Your answer should be a faithful copy of the entire listing.
= = = =
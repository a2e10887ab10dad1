//! Data-driven physics tuning
//!
//! Every constant the simulation applies per tick lives here so a host can
//! swap them without touching the sim. Defaults are tuned for one tick per 60 Hz frame.

use glam::Vec2;
use serde::{Deserialize, Serialize};

use crate::consts::*;
use crate::error::ConfigurationError;

/// How host frame deltas are turned into simulation ticks
#[derive(Debug, Clone, Copy, PartialEq, Eq, Serialize, Deserialize)]
#[serde(tag = "mode", rename_all = "snake_case")]
pub enum StepMode {
    /// Accumulate real time and run one tick per `1 / hz` seconds
    Fixed { hz: u32 },
    /// One tick per `step` call, whatever the delta (frame-rate dependent)
    FrameCoupled,
}

impl Default for StepMode {
    fn default() -> Self {
        StepMode::Fixed { hz: SIM_HZ }
    }
}

impl StepMode {
    pub fn as_str(&self) -> &'static str {
        match self {
            StepMode::Fixed { .. } => "fixed",
            StepMode::FrameCoupled => "frame",
        }
    }

    /// Parse a mode name; `fixed` uses the default rate
    pub fn from_str(s: &str) -> Option<Self> {
        match s.to_lowercase().as_str() {
            "fixed" => Some(StepMode::default()),
            "frame" | "frame-coupled" | "frame_coupled" => Some(StepMode::FrameCoupled),
            _ => None,
        }
    }

    /// Length of one tick in seconds, if the mode has one
    pub fn tick_dt(&self) -> Option<f32> {
        match self {
            StepMode::Fixed { hz } => Some(1.0 / *hz as f32),
            StepMode::FrameCoupled => None,
        }
    }
}

/// Physics constants and stepping policy
#[derive(Debug, Clone, PartialEq, Serialize, Deserialize)]
#[serde(default)]
pub struct Tuning {
    /// Added to `dy` every airborne tick
    pub gravity: f32,
    /// Horizontal displacement per tick while a direction is held
    pub speed: f32,
    /// `dy` set by a jump (negative is up)
    pub jump: f32,
    /// Candidate offsets as (forward, vertical), forward is mirrored by facing
    pub leaps: [Vec2; CANDIDATE_COUNT],
    pub step_mode: StepMode,
    /// Cap on ticks run for a single host frame
    pub max_substeps: u32,
    /// Frame deltas above this are clamped (seconds)
    pub max_frame_dt: f32,
}

impl Default for Tuning {
    fn default() -> Self {
        Self {
            gravity: GRAVITY,
            speed: MOVE_SPEED,
            jump: JUMP_VELOCITY,
            leaps: [
                Vec2::new(LONG_LEAP.0, LONG_LEAP.1),
                Vec2::new(HIGH_LEAP.0, HIGH_LEAP.1),
                Vec2::new(LOW_HOP.0, LOW_HOP.1),
            ],
            step_mode: StepMode::default(),
            max_substeps: MAX_SUBSTEPS,
            max_frame_dt: MAX_FRAME_DT,
        }
    }
}

impl Tuning {
    /// One tick per host frame, whatever the frame rate
    pub fn frame_coupled() -> Self {
        Self {
            step_mode: StepMode::FrameCoupled,
            ..Self::default()
        }
    }

    /// Highest the body's bottom can rise above the surface it stands on
    ///
    /// The larger of the continuous jump apex `jump² / 2g` and the tallest
    /// leap offset. The discrete apex is slightly lower, so this never
    /// underestimates.
    pub fn max_rise(&self) -> f32 {
        let jump_apex = self.jump * self.jump / (2.0 * self.gravity);
        let leap_rise = self.leaps.iter().map(|l| -l.y).fold(0.0, f32::max);
        jump_apex.max(leap_rise)
    }

    /// Parse tuning from JSON; missing fields take their defaults
    pub fn from_json(json: &str) -> Result<Self, ConfigurationError> {
        let tuning: Tuning = serde_json::from_str(json)?;
        tuning.validate()?;
        Ok(tuning)
    }

    /// Reject values that would make the simulation meaningless
    pub fn validate(&self) -> Result<(), ConfigurationError> {
        let invalid = |field: &'static str, reason: &str| ConfigurationError::InvalidTuning {
            field,
            reason: reason.to_string(),
        };

        if !self.gravity.is_finite() || self.gravity <= 0.0 {
            return Err(invalid("gravity", "must be a positive number"));
        }
        if !self.speed.is_finite() || self.speed < 0.0 {
            return Err(invalid("speed", "must be a non-negative number"));
        }
        if !self.jump.is_finite() || self.jump >= 0.0 {
            return Err(invalid("jump", "must be negative (up is -y)"));
        }
        if self.leaps.iter().any(|l| !l.is_finite()) {
            return Err(invalid("leaps", "offsets must be finite"));
        }
        if let StepMode::Fixed { hz: 0 } = self.step_mode {
            return Err(invalid("step_mode", "fixed rate must be at least 1 Hz"));
        }
        if self.max_substeps == 0 {
            return Err(invalid("max_substeps", "must be at least 1"));
        }
        if !self.max_frame_dt.is_finite() || self.max_frame_dt <= 0.0 {
            return Err(invalid("max_frame_dt", "must be a positive number"));
        }
        Ok(())
    }
}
= = = =
**SOLUTION:**
repository a2e10887ab10dad1
//! Data-driven physics tuning
//!
//! Every constant the simulation applies per tick lives here so a host can
//! swap them without touching the sim. Defaults are tuned for one tick per 60 Hz frame.

use glam::Vec2;
use serde::{Deserialize, Serialize};

use crate::consts::*;
use crate::error::ConfigurationError;

/// How host frame deltas are turned into simulation ticks
#[derive(Debug, Clone, Copy, PartialEq, Eq, Serialize, Deserialize)]
#[serde(tag = "mode", rename_all = "snake_case")]
pub enum StepMode {
    /// Accumulate real time and run one tick per `1 / hz` seconds
    Fixed { hz: u32 },
    /// One tick per `step` call, whatever the delta (frame-rate dependent)
    FrameCoupled,
}

impl Default for StepMode {
    fn default() -> Self {
        StepMode::Fixed { hz: SIM_HZ }
    }
}

impl StepMode {
    pub fn as_str(&self) -> &'static str {
        match self {
            StepMode::Fixed { .. } => "fixed",
            StepMode::FrameCoupled => "frame",
        }
    }

    /// Parse a mode name; `fixed` uses the default rate
    pub fn from_str(s: &str) -> Option<Self> {
        match s.to_lowercase().as_str() {
            "fixed" => Some(StepMode::default()),
            "frame" | "frame-coupled" | "frame_coupled" => Some(StepMode::FrameCoupled),
            _ => None,
        }
    }

    /// Length of one tick in seconds, if the mode has one
    pub fn tick_dt(&self) -> Option<f32> {
        match self {
            StepMode::Fixed { hz } => Some(1.0 / *hz as f32),
            StepMode::FrameCoupled => None,
        }
    }
}

/// Physics constants and stepping policy
#[derive(Debug, Clone, PartialEq, Serialize, Deserialize)]
#[serde(default)]
pub struct Tuning {
    /// Added to `dy` every airborne tick
    pub gravity: f32,
    /// Horizontal displacement per tick while a direction is held
    pub speed: f32,
    /// `dy` set by a jump (negative is up)
    pub jump: f32,
    /// Candidate offsets as (forward, vertical), forward is mirrored by facing
    pub leaps: [Vec2; CANDIDATE_COUNT],
    pub step_mode: StepMode,
    /// Cap on ticks run for a single host frame
    pub max_substeps: u32,
    /// Frame deltas above this are clamped (seconds)
    pub max_frame_dt: f32,
}

impl Default for Tuning {
    fn default() -> Self {
        Self {
            gravity: GRAVITY,
            speed: MOVE_SPEED,
            jump: JUMP_VELOCITY,
            leaps: [
                Vec2::new(LONG_LEAP.0, LONG_LEAP.1),
                Vec2::new(HIGH_LEAP.0, HIGH_LEAP.1),
                Vec2::new(LOW_HOP.0, LOW_HOP.1),
            ],
            step_mode: StepMode::default(),
            max_substeps: MAX_SUBSTEPS,
            max_frame_dt: MAX_FRAME_DT,
        }
    }
}

impl Tuning {
    /// One tick per host frame, whatever the frame rate
    pub fn frame_coupled() -> Self {
        Self {
            step_mode: StepMode::FrameCoupled,
            ..Self::default()
        }
    }

    /// Highest the body's bottom can rise above the surface it stands on
    ///
    /// The larger of the continuous jump apex `jump² / 2g` and the tallest
    /// leap offset. The discrete apex is slightly lower, so this never
    /// underestimates.
    pub fn max_rise(&self) -> f32 {
        let jump_apex = self.jump * self.jump / (2.0 * self.gravity);
        let leap_rise = self.leaps.iter().map(|l| -l.y).fold(0.0, f32::max);
        jump_apex.max(leap_rise)
    }

    /// Parse tuning from JSON; missing fields take their defaults
    pub fn from_json(json: &str) -> Result<Self, ConfigurationError> {
        let tuning: Tuning = serde_json::from_str(json)?;
        tuning.validate()?;
        Ok(tuning)
    }

    /// Reject values that would make the simulation meaningless
    pub fn validate(&self) -> Result<(), ConfigurationError> {
        let invalid = |field: &'static str, reason: &str| ConfigurationError::InvalidTuning {
            field,
            reason: reason.to_string(),
        };

        if !self.gravity.is_finite() || self.gravity <= 0.0 {
            return Err(invalid("gravity", "must be a positive number"));
        }
        if !self.speed.is_finite() || self.speed < 0.0 {
            return Err(invalid("speed", "must be a non-negative number"));
        }
        if !self.jump.is_finite() || self.jump >= 0.0 {
            return Err(invalid("jump", "must be negative (up is -y)"));
        }
        if self.leaps.iter().any(|l| !l.is_finite()) {
            return Err(invalid("leaps", "offsets must be finite"));
        }
        if let StepMode::Fixed { hz: 0 } = self.step_mode {
            return Err(invalid("step_mode", "fixed rate must be at least 1 Hz"));
        }
        if self.max_substeps == 0 {
            return Err(invalid("max_substeps", "must be at least 1"));
        }
        if !self.max_frame_dt.is_finite() || self.max_frame_dt <= 0.0 {
            return Err(invalid("max_frame_dt", "must be a positive number"));
        }
        Ok(())
    }
}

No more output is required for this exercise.